The data presented above demonstrates that cosmetics have ceased to be the domain of women. Men increasingly use these products, and they use them not only for typically male uses, such as shaving. Cosmetics designed specifically for men is one of the potential directions for the growth of the cosmetics industry in the future.
Respondents were also asked to specify the places where they shop for specific types of cosmetics. As expected, health and beauty chains and small drugstores are the most popular choices. This is from where Poles supply facial and hair care products and perfumes.

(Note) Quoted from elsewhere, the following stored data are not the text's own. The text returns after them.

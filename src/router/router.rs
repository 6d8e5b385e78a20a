use std::fmt;
use std::rc::Rc;

use super::{
    split_fragment, MountPoint, Navigation, Query, RoutePattern, RouterConfig, RouterError,
    Routes,
};
use crate::component::ViewFactory;

struct CompiledRoute<E> {
    pattern: RoutePattern,
    factory: ViewFactory<E>,
}

/// What a render pass did with the mount point.
#[derive(Debug, Clone, PartialEq, Eq)]
pub enum RenderOutcome {
    /// The route at `index` matched and its view was mounted.
    Mounted { index: usize, path: String },
    /// No route matched; the mount point was emptied.
    Cleared,
    /// There was no mount point, so matching and mounting were skipped.
    Detached,
}

/// Navigation state derived by one render pass.
#[derive(Debug, Clone, PartialEq, Eq)]
pub struct NavigationState {
    /// Fragment path before any `?`.
    pub hash: String,
    pub query: Query,
    pub outcome: RenderOutcome,
}

impl NavigationState {
    /// Index of the mounted route, if any.
    pub fn current_route(&self) -> Option<usize> {
        match self.outcome {
            RenderOutcome::Mounted { index, .. } => Some(index),
            _ => None,
        }
    }
}

/// A compiled route table.
///
/// Route paths are compiled once, when the router is built. Rendering
/// only reads the table.
pub struct Router<E> {
    routes: Rc<[CompiledRoute<E>]>,
    config: RouterConfig,
}

impl<E> Router<E> {
    pub fn new(routes: Routes<E>) -> Result<Self, RouterError> {
        Self::with_config(routes, RouterConfig::default())
    }

    pub fn with_config(routes: Routes<E>, config: RouterConfig) -> Result<Self, RouterError> {
        let routes = routes
            .into_iter()
            .map(|route| -> Result<CompiledRoute<E>, RouterError> {
                let (path, factory) = route.into_parts();
                Ok(CompiledRoute {
                    pattern: RoutePattern::new(&path)?,
                    factory,
                })
            })
            .collect::<Result<Rc<[_]>, _>>()?;

        Ok(Self { routes, config })
    }

    pub fn config(&self) -> &RouterConfig {
        &self.config
    }

    pub fn len(&self) -> usize {
        self.routes.len()
    }

    pub fn is_empty(&self) -> bool {
        self.routes.is_empty()
    }

    /// The first route whose path matches `hash`, as `(index, path)`.
    pub fn resolve(&self, hash: &str) -> Option<(usize, &str)> {
        self.routes
            .iter()
            .enumerate()
            .find(|(_, route)| route.pattern.is_match(hash))
            .map(|(index, route)| (index, route.pattern.path()))
    }

    /// Run one render pass against the current location.
    ///
    /// 1. A location without a fragment is replaced by the configured
    ///    default URL, without adding an entry.
    /// 2. The fragment is split into hash and query, and the query is
    ///    written into the current entry's state.
    /// 3. Without a mount point the pass stops here.
    /// 4. The mount point is cleared and the first matching route's view,
    ///    if any, is created and appended.
    /// 5. The viewport is scrolled back to the origin.
    pub fn render<N, M>(&self, navigation: &mut N, mount: Option<&mut M>) -> NavigationState
    where
        N: Navigation + ?Sized,
        M: MountPoint<E> + ?Sized,
    {
        if navigation.fragment().is_empty() {
            tracing::debug!(url = %self.config.default_url, "location has no fragment, normalizing");
            navigation.replace_state(None, "", Some(&self.config.default_url));
        }

        let fragment = navigation.fragment();
        let (hash, query_string) = split_fragment(&fragment);
        let query = Query::parse(query_string);
        tracing::trace!(hash, query = ?query, "parsed location");
        navigation.replace_state(Some(query.to_state()), "", None);

        let Some(mount) = mount else {
            tracing::debug!(hash, "no mount point, skipping render");
            return NavigationState {
                hash: hash.to_string(),
                query,
                outcome: RenderOutcome::Detached,
            };
        };

        let matched = self.resolve(hash);
        mount.clear();
        let outcome = match matched {
            Some((index, path)) => {
                mount.append((self.routes[index].factory)());
                RenderOutcome::Mounted {
                    index,
                    path: path.to_string(),
                }
            }
            None => RenderOutcome::Cleared,
        };

        if self.config.reset_scroll {
            navigation.scroll_to(0.0, 0.0);
        }

        tracing::debug!(hash, outcome = ?outcome, "render pass complete");
        NavigationState {
            hash: hash.to_string(),
            query,
            outcome,
        }
    }
}

impl<E> Clone for Router<E> {
    fn clone(&self) -> Self {
        Self {
            routes: Rc::clone(&self.routes),
            config: self.config.clone(),
        }
    }
}

impl<E> fmt::Debug for Router<E> {
    fn fmt(&self, f: &mut fmt::Formatter<'_>) -> fmt::Result {
        f.debug_struct("Router")
            .field(
                "routes",
                &self.routes.iter().map(|r| r.pattern.path()).collect::<Vec<_>>(),
            )
            .field("config", &self.config)
            .finish()
    }
}

/// Compile a route table and return the installer that mounts it.
///
/// ```
/// use heropy::router::{create_router, MemoryHistory, Route};
///
/// let install = create_router(vec![
///     Route::new("^/", || "home"),
///     Route::new("/movie", || "movie"),
///     Route::new(".*", || "not found"),
/// ])
/// .unwrap();
///
/// let mut router = install.install(MemoryHistory::new("/"), Some(Vec::new()));
/// assert_eq!(router.mount().unwrap(), &vec!["home"]);
///
/// router.navigate("#/movie?id=tt123");
/// assert_eq!(router.mount().unwrap(), &vec!["movie"]);
/// assert_eq!(router.state().query.get("id"), Some("tt123"));
/// ```
pub fn create_router<E>(routes: Routes<E>) -> Result<Installer<E>, RouterError> {
    Ok(Installer {
        router: Router::new(routes)?,
    })
}

/// A compiled router that has not been attached to a location yet.
#[derive(Debug)]
pub struct Installer<E> {
    router: Router<E>,
}

impl<E> Installer<E> {
    pub fn with_config(mut self, config: RouterConfig) -> Self {
        self.router.config = config;
        self
    }

    pub fn router(&self) -> &Router<E> {
        &self.router
    }

    /// Attach to `navigation` and `mount`, and render the current location.
    ///
    /// The returned [`MountedRouter`] must be told about navigation
    /// changes through [`MountedRouter::pop_state`].
    pub fn install<N, M>(self, mut navigation: N, mut mount: Option<M>) -> MountedRouter<E, N, M>
    where
        N: Navigation,
        M: MountPoint<E>,
    {
        tracing::debug!(routes = self.router.len(), mounted = mount.is_some(), "installing router");
        let state = self.router.render(&mut navigation, mount.as_mut());
        MountedRouter {
            router: self.router,
            navigation,
            mount,
            state,
        }
    }
}

/// A router attached to a navigation environment and a mount point.
///
/// Each call that renders borrows the router mutably, so passes can never
/// overlap.
pub struct MountedRouter<E, N, M> {
    router: Router<E>,
    navigation: N,
    mount: Option<M>,
    state: NavigationState,
}

impl<E, N, M> MountedRouter<E, N, M>
where
    N: Navigation,
    M: MountPoint<E>,
{
    /// Handle a navigation-changed notification from the environment.
    pub fn pop_state(&mut self) -> &NavigationState {
        self.render()
    }

    /// Render the current location again.
    pub fn render(&mut self) -> &NavigationState {
        self.state = self.router.render(&mut self.navigation, self.mount.as_mut());
        &self.state
    }

    /// Add a history entry for `url` and render it.
    pub fn navigate(&mut self, url: &str) -> &NavigationState {
        self.navigation.push_state(None, "", url);
        self.render()
    }

    /// Step back, rendering if the location changed synchronously.
    pub fn back(&mut self) -> bool {
        let moved = self.navigation.back();
        if moved {
            self.render();
        }
        moved
    }

    /// Step forward, rendering if the location changed synchronously.
    pub fn forward(&mut self) -> bool {
        let moved = self.navigation.forward();
        if moved {
            self.render();
        }
        moved
    }
}

impl<E, N, M> MountedRouter<E, N, M> {
    /// State derived by the most recent pass.
    pub fn state(&self) -> &NavigationState {
        &self.state
    }

    pub fn router(&self) -> &Router<E> {
        &self.router
    }

    pub fn navigation(&self) -> &N {
        &self.navigation
    }

    pub fn navigation_mut(&mut self) -> &mut N {
        &mut self.navigation
    }

    pub fn mount(&self) -> Option<&M> {
        self.mount.as_ref()
    }

    pub fn mount_mut(&mut self) -> Option<&mut M> {
        self.mount.as_mut()
    }
}

impl<E, N: fmt::Debug, M> fmt::Debug for MountedRouter<E, N, M> {
    fn fmt(&self, f: &mut fmt::Formatter<'_>) -> fmt::Result {
        f.debug_struct("MountedRouter")
            .field("router", &self.router)
            .field("navigation", &self.navigation)
            .field("mounted", &self.mount.is_some())
            .field("state", &self.state)
            .finish()
    }
}

#[cfg(test)]
mod tests {
    use super::*;
    use crate::router::{MemoryHistory, Route};
    use serde_json::json;
    use std::cell::Cell;

    fn routes() -> Routes<String> {
        vec![
            Route::new("^/", || "home".to_string()),
            Route::new("^/movie", || "movie".to_string()),
            Route::new("^/about", || "about".to_string()),
        ]
    }

    #[test]
    fn router_compiles_routes() {
        let router = Router::new(routes()).unwrap();
        assert_eq!(router.len(), 3);
        assert_eq!(router.resolve("/movie/"), Some((1, "^/movie")));
        assert_eq!(router.resolve("/nope"), None);
    }

    #[test]
    fn router_rejects_invalid_route() {
        let err = Router::new(vec![Route::new("/(", String::new)]).unwrap_err();
        assert!(matches!(err, RouterError::InvalidPattern { .. }));
    }

    #[test]
    fn render_normalizes_missing_fragment() {
        let router = Router::new(routes()).unwrap();
        let mut history = MemoryHistory::new("/");
        let mut view = Vec::new();

        let state = router.render(&mut history, Some(&mut view));

        assert_eq!(history.len(), 1);
        assert_eq!(history.current().url, "/#/");
        assert_eq!(state.hash, "/");
        assert_eq!(state.current_route(), Some(0));
        assert_eq!(view, vec!["home".to_string()]);
    }

    #[test]
    fn render_writes_query_to_history_state() {
        let router = Router::new(routes()).unwrap();
        let mut history = MemoryHistory::new("/#/movie?id=tt0076759&plot=full");
        let mut view = Vec::new();

        let state = router.render(&mut history, Some(&mut view));

        assert_eq!(state.hash, "/movie");
        assert_eq!(
            history.state(),
            Some(json!({ "id": "tt0076759", "plot": "full" }))
        );
        assert_eq!(history.current().title, "");
        assert_eq!(view, vec!["movie".to_string()]);
    }

    #[test]
    fn render_without_match_clears_view() {
        let router = Router::new(routes()).unwrap();
        let mut history = MemoryHistory::new("/#/nonexistent");
        let mut view = vec!["stale".to_string()];

        let state = router.render(&mut history, Some(&mut view));

        assert_eq!(state.outcome, RenderOutcome::Cleared);
        assert!(view.is_empty());
    }

    #[test]
    fn render_without_mount_point_is_detached() {
        let router = Router::new(routes()).unwrap();
        let mut history = MemoryHistory::new("/#/movie?id=1");
        history.scroll_to(0.0, 300.0);

        let state = router.render::<_, Vec<String>>(&mut history, None);

        assert_eq!(state.outcome, RenderOutcome::Detached);
        assert_eq!(history.state(), Some(json!({ "id": "1" })));
        assert_eq!(history.scroll_position(), (0.0, 300.0));
    }

    #[test]
    fn render_resets_scroll_unless_disabled() {
        let mut history = MemoryHistory::new("/#/");
        let mut view = Vec::new();

        history.scroll_to(10.0, 300.0);
        Router::new(routes())
            .unwrap()
            .render(&mut history, Some(&mut view));
        assert_eq!(history.scroll_position(), (0.0, 0.0));

        history.scroll_to(10.0, 300.0);
        let config = RouterConfig::default().with_reset_scroll(false);
        Router::with_config(routes(), config)
            .unwrap()
            .render(&mut history, Some(&mut view));
        assert_eq!(history.scroll_position(), (10.0, 300.0));
    }

    #[test]
    fn render_creates_fresh_view_each_pass() {
        let created = Rc::new(Cell::new(0));
        let counter = created.clone();
        let router = Router::new(vec![Route::new(".*", move || {
            counter.set(counter.get() + 1);
            counter.get()
        })])
        .unwrap();
        let mut history = MemoryHistory::new("/#/");
        let mut view = Vec::new();

        router.render(&mut history, Some(&mut view));
        router.render(&mut history, Some(&mut view));

        assert_eq!(created.get(), 2);
        assert_eq!(view, vec![2]);
    }

    #[test]
    fn custom_default_url() {
        let config = RouterConfig::default().with_default_url("/#/about");
        let router = Router::with_config(routes(), config).unwrap();
        let mut history = MemoryHistory::new("/app");
        let mut view = Vec::new();

        let state = router.render(&mut history, Some(&mut view));

        assert_eq!(history.current().url, "/#/about");
        assert_eq!(state.current_route(), Some(2));
    }

    #[test]
    fn installed_router_follows_history() {
        let mut router = create_router(routes())
            .unwrap()
            .install(MemoryHistory::new("/"), Some(Vec::new()));
        assert_eq!(router.state().hash, "/");

        router.navigate("#/movie?id=tt1");
        router.navigate("#/about");
        assert_eq!(router.navigation().len(), 3);
        assert_eq!(router.mount().unwrap(), &vec!["about".to_string()]);

        assert!(router.back());
        assert_eq!(router.state().query.get("id"), Some("tt1"));
        assert_eq!(router.mount().unwrap(), &vec!["movie".to_string()]);

        assert!(router.forward());
        assert_eq!(router.state().current_route(), Some(2));
        assert!(!router.forward());
    }

    #[test]
    fn pop_state_rerenders_current_location() {
        let mut router = create_router(routes())
            .unwrap()
            .install(MemoryHistory::new("/#/movie"), Some(Vec::new()));

        router
            .navigation_mut()
            .replace_state(None, "", Some("#/about"));
        let state = router.pop_state();

        assert_eq!(state.hash, "/about");
        assert_eq!(router.mount().unwrap(), &vec!["about".to_string()]);
    }
}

Source: Research PMR, N=866
It is not only that men increasingly buy cosmetic products which until recently have been associated with typically female products, such as facial care cosmetics, they also share with women the preference for the types of promotion of these products. The type of promotion that Polish consumers find the most appealing is “get two for the price of one”. A lower price is the next most popular factor. There are no differences between women and men in these respect.
Differences emerge for the type of promotion referred to as “additional volume” to which a higher preference is attached by men and the type of promotion designated as “a gift for the purchase” which appears to be favoured more by women than men.
The countrywide consumer survey was conducted by Research PMR in October on a representative sample of 1,000 adult Poles, with a maximum estimation error of 3%.